At about 2:00 a.m. on May 11, 2007, Whitnei Dubois—the younger sister of Mike Dubois, who hustled prescription pain medication with Harvey “Bird Dog” Burleigh—was furiously searching for drugs in South Jennings. She stopped at her older brother’s house and, just afterward, Frankie Richard’s. Whitnei, twenty-six, stood at a petite five foot three and possessed a wide, engaging smile. She had thick brown bangs that hung just above her eyes. Like her fellow Jeff Davis 8 victims, Whitnei struggled with drug addiction and came from a troubled background. When she was six months old, she was abandoned by her birth mother and taken in by Elery and Dorothy Dubois, who had a large family of their own.1 The Dubois clan cared for Whitnei until she was two, when the courts ordered that she be placed back into her biological mother’s care. Years later, after enduring physical and sexual abuse at the hands of several of their mother’s boyfriends and husbands, Whitnei and her sister were officially adopted by the Dubois family. Mike Dubois was more than twenty years Whitnei’s senior. His daughter Brittany was Whitnei’s aunt, but the pair were raised as sisters. “We tried to shelter Whitnei as much as we could,” Mike Dubois said.
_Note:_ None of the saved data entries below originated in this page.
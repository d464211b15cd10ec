use crate::models::StackFrame;

/// A throwable-like value: the input contract of the translator.
///
/// Implementations expose the exception's own data plus its position in a
/// cause chain. Chains are walked newest first, so the originally thrown
/// exception is the value handed to the translator.
pub trait Throwable {
    /// Fully-qualified type name of the exception.
    fn type_name(&self) -> &str;

    /// Human-readable message, if any.
    fn message(&self) -> Option<&str>;

    /// Native stack frames in capture order, throw site first.
    fn frames(&self) -> &[StackFrame];

    /// The failure that caused this one.
    fn cause(&self) -> Option<&dyn Throwable> {
        None
    }

    /// For wrapping adapters whose sole purpose is to carry another failure:
    /// the wrapped failure. Takes precedence over [`cause`](Self::cause)
    /// during the chain walk, so the adapter's generic cause slot never
    /// contributes a synthetic node.
    fn wrapped_cause(&self) -> Option<&dyn Throwable> {
        None
    }
}

/// An owned exception snapshot, built field by field.
///
/// The usual way to feed the translator when bridging from a runtime's own
/// error values.
#[derive(Debug, Clone)]
pub struct CapturedException {
    type_name: String,
    message: Option<String>,
    frames: Vec<StackFrame>,
    cause: Option<Box<CapturedException>>,
    wrapped: Option<Box<CapturedException>>,
}

impl CapturedException {
    /// Create a snapshot for the given exception type.
    pub fn new(type_name: impl Into<String>) -> Self {
        Self {
            type_name: type_name.into(),
            message: None,
            frames: Vec::new(),
            cause: None,
            wrapped: None,
        }
    }

    /// Set the exception message.
    pub fn with_message(mut self, message: impl Into<String>) -> Self {
        self.message = Some(message.into());
        self
    }

    /// Replace the captured stack frames.
    pub fn with_frames(mut self, frames: Vec<StackFrame>) -> Self {
        self.frames = frames;
        self
    }

    /// Append one captured stack frame.
    pub fn with_frame(mut self, frame: StackFrame) -> Self {
        self.frames.push(frame);
        self
    }

    /// Set the causing exception.
    pub fn with_cause(mut self, cause: CapturedException) -> Self {
        self.cause = Some(Box::new(cause));
        self
    }

    /// Mark this snapshot as a wrapping adapter around the given failure.
    pub fn with_wrapped(mut self, wrapped: CapturedException) -> Self {
        self.wrapped = Some(Box::new(wrapped));
        self
    }
}

impl Throwable for CapturedException {
    fn type_name(&self) -> &str {
        &self.type_name
    }

    fn message(&self) -> Option<&str> {
        self.message.as_deref()
    }

    fn frames(&self) -> &[StackFrame] {
        &self.frames
    }

    fn cause(&self) -> Option<&dyn Throwable> {
        self.cause.as_deref().map(|cause| cause as &dyn Throwable)
    }

    fn wrapped_cause(&self) -> Option<&dyn Throwable> {
        self.wrapped
            .as_deref()
            .map(|wrapped| wrapped as &dyn Throwable)
    }
}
The love and protectiveness of her new Jennings family, however, could not erase Whitnei’s long history of trauma. One of the men who dated her mother attacked Whitnei’s brother Cody with a butcher knife. “Me and Whitnei would huddle in the closet and cry,” Whitnei’s sister Taylor told the Jennings Daily News.2 “We could hear our brother screaming, but we couldn’t do anything to stop it.” Whitnei remained angry and rebellious into her late teens and developed a fierce crack-cocaine habit with her boyfriend, Jennings drug dealer Alvin “Bootsy” Lewis. (Bootsy had myriad connections to the Jeff Davis 8 milieu: he was a witness to the 2005 murder of Leonard Crochet and his brother was married to the first Jeff Davis 8 victim, Loretta Chaisson.) “It was a battle between her and Bootsy,” Mike Dubois remembers. “She loved Bootsy and Bootsy loved her. But they fought. Whitnei had a temper. She was a fighter, man. She was sweet as gold, but don’t make her mad. Even though she and Bootsy would fight, they were pretty much irreplaceable to each other. But the big trouble was, Bootsy couldn’t stay out of jail. Bootsy would get busted for dealing crack, Bootsy would get busted for stealing, Bootsy would get busted for this, that, and the other, you know. And it left Whitnei hanging out there.”
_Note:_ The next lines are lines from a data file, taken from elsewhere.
use serde::{Deserialize, Serialize};

/// A single typed attribute: a key plus a type-tagged value.
#[derive(Debug, Clone, PartialEq, Serialize, Deserialize)]
pub struct KeyValue {
    /// Attribute name.
    pub key: String,

    /// Attribute value, tagged with its type discriminator.
    #[serde(flatten)]
    pub value: Value,
}

impl KeyValue {
    /// Create an attribute from a key and anything convertible into a [`Value`].
    pub fn new(key: impl Into<String>, value: impl Into<Value>) -> Self {
        Self {
            key: key.into(),
            value: value.into(),
        }
    }
}

/// A typed attribute value.
///
/// This is a closed union. Integral numbers widen to `i64`, fractional numbers
/// to `f64`; anything else is carried as its string representation or as an
/// opaque [`AnyValue`] blob.
#[derive(Debug, Clone, PartialEq, Serialize, Deserialize)]
#[serde(tag = "type", content = "value", rename_all = "lowercase")]
pub enum Value {
    /// UTF-8 string.
    String(String),
    /// Integer, widest representable range.
    Int(i64),
    /// Floating-point number, double precision.
    Double(f64),
    /// Boolean.
    Bool(bool),
    /// Opaque typed blob.
    Any(AnyValue),
}

/// An opaque typed blob: a type identifier plus serialized bytes.
///
/// Keeps embedded payloads serializable without a polymorphic container. The
/// bytes render as base64 in JSON.
#[derive(Debug, Clone, PartialEq, Serialize, Deserialize)]
#[serde(rename_all = "camelCase")]
pub struct AnyValue {
    /// Identifies the type of the serialized payload.
    pub type_url: String,

    /// The serialized payload.
    #[serde(with = "base64_bytes")]
    pub value: Vec<u8>,
}

impl From<&str> for Value {
    fn from(value: &str) -> Self {
        Value::String(value.to_owned())
    }
}

impl From<String> for Value {
    fn from(value: String) -> Self {
        Value::String(value)
    }
}

impl From<i32> for Value {
    fn from(value: i32) -> Self {
        Value::Int(value.into())
    }
}

impl From<i64> for Value {
    fn from(value: i64) -> Self {
        Value::Int(value)
    }
}

impl From<u32> for Value {
    fn from(value: u32) -> Self {
        Value::Int(value.into())
    }
}

impl From<f32> for Value {
    fn from(value: f32) -> Self {
        Value::Double(value.into())
    }
}

impl From<f64> for Value {
    fn from(value: f64) -> Self {
        Value::Double(value)
    }
}

impl From<bool> for Value {
    fn from(value: bool) -> Self {
        Value::Bool(value)
    }
}

impl From<AnyValue> for Value {
    fn from(value: AnyValue) -> Self {
        Value::Any(value)
    }
}

mod base64_bytes {
    use base64::{engine::general_purpose::STANDARD, Engine as _};
    use serde::{Deserialize, Deserializer, Serializer};

    pub(super) fn serialize<S: Serializer>(bytes: &[u8], serializer: S) -> Result<S::Ok, S::Error> {
        serializer.serialize_str(&STANDARD.encode(bytes))
    }

    pub(super) fn deserialize<'de, D: Deserializer<'de>>(
        deserializer: D,
    ) -> Result<Vec<u8>, D::Error> {
        let encoded = String::deserialize(deserializer)?;
        STANDARD.decode(encoded).map_err(serde::de::Error::custom)
    }
}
The loneliness that Whitnei felt when her relationship with Bootsy faltered eased when she became pregnant in 1996. She gave birth to a daughter, Beyoncé Dubois in November of that year. But Whitnei’s problems with drugs and with the law persisted. In 2001, she was charged with cocaine possession (the case was dismissed),3 and on April 8, 2006, she and Bootsy got into a brawl in Room 204 at the Boudreaux Inn. When investigators arrived at the scene, they found a large pool of blood in the bathroom. Whitnei had been stabbed in the back of the head with a screwdriver.4 The deep wound measured two inches long and a quarter of an inch deep.
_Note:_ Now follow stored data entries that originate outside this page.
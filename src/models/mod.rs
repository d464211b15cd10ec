mod envelope;
mod error_data;
mod exception_data;
mod key_value;
mod stack_trace;

pub use envelope::*;
pub use error_data::*;
pub use exception_data::*;
pub use key_value::*;
pub use stack_trace::*;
By 2006, Whitnei had hit rock bottom. “Our daddy passed,” explained her brother Mike. “That was traumatic again for Whitnei because she was Daddy’s girl. She had all of the other problems from her past and then Daddy died. When Daddy died, she lost her sanctuary, ’cause Daddy’s house was there and she could go. When Daddy died, that was gone. Daddy was her protector. Whitnei could do no wrong in Daddy’s eyes. So when Daddy died, Whitnei probably got worser at everything. She was already bad, but she got worser at everything.” Mike Dubois added, “The rest of our family judged her, looked down on her.”
Mike was one of the few remaining family members Whitnei felt she could trust. In the early-morning hours of May 11, 2007, on a quest for drugs and shelter, she stopped at his home. “Whitnei walked to my dad’s house,” Mike Dubois’s daughter Brittany Jones told me. “She got something to eat and said she wanted to stay there. She was stealing and nobody could trust her and my dad didn’t want her to stay. They started arguing. Whitnei told my grandma, ‘You always favor him.’ Then she took off out the front door. When my grandma went through her purse, she noticed that Whitnei had stolen all of her medicine. [Whitnei] took her pain medicine, her nerve medicine, anything she could get high off of. Then she turned the corner and went to Frankie’s. She didn’t stay long. Her and Frankie were arguing about something in the front yard. She took off. Some people say that Frankie took off after her.”5
Frankie confirmed to me that Whitnei stopped by his house sometime late in the evening of May 10 or early on May 11, but refuses to say what she was doing there. And he insists he had nothing to do with her murder a few hours later. “I’m on the side of the road when Whitnei died,” Richard says. “I’m on the side of the road getting searched by the police. I was getting searched by Jennings City Police. And they still tried to put that on me. I think that Mike Dubois had something to do with that. I really and truly do.”6
No one connected to the Dubois case disputes what happened next. At approximately 7:30 a.m. on May 12, Jamie Trahan, a Jennings man with close ties to Frankie, discovered a body at the intersection of Bobby and Earl Duhon Roads, on the outskirts of Jennings. The desolate area is surrounded by vast soybean and rice fields and shallow, murky crawfish ponds. Trahan told investigators that he spotted Whitnei’s lifeless body from Highway 102, about a half mile away.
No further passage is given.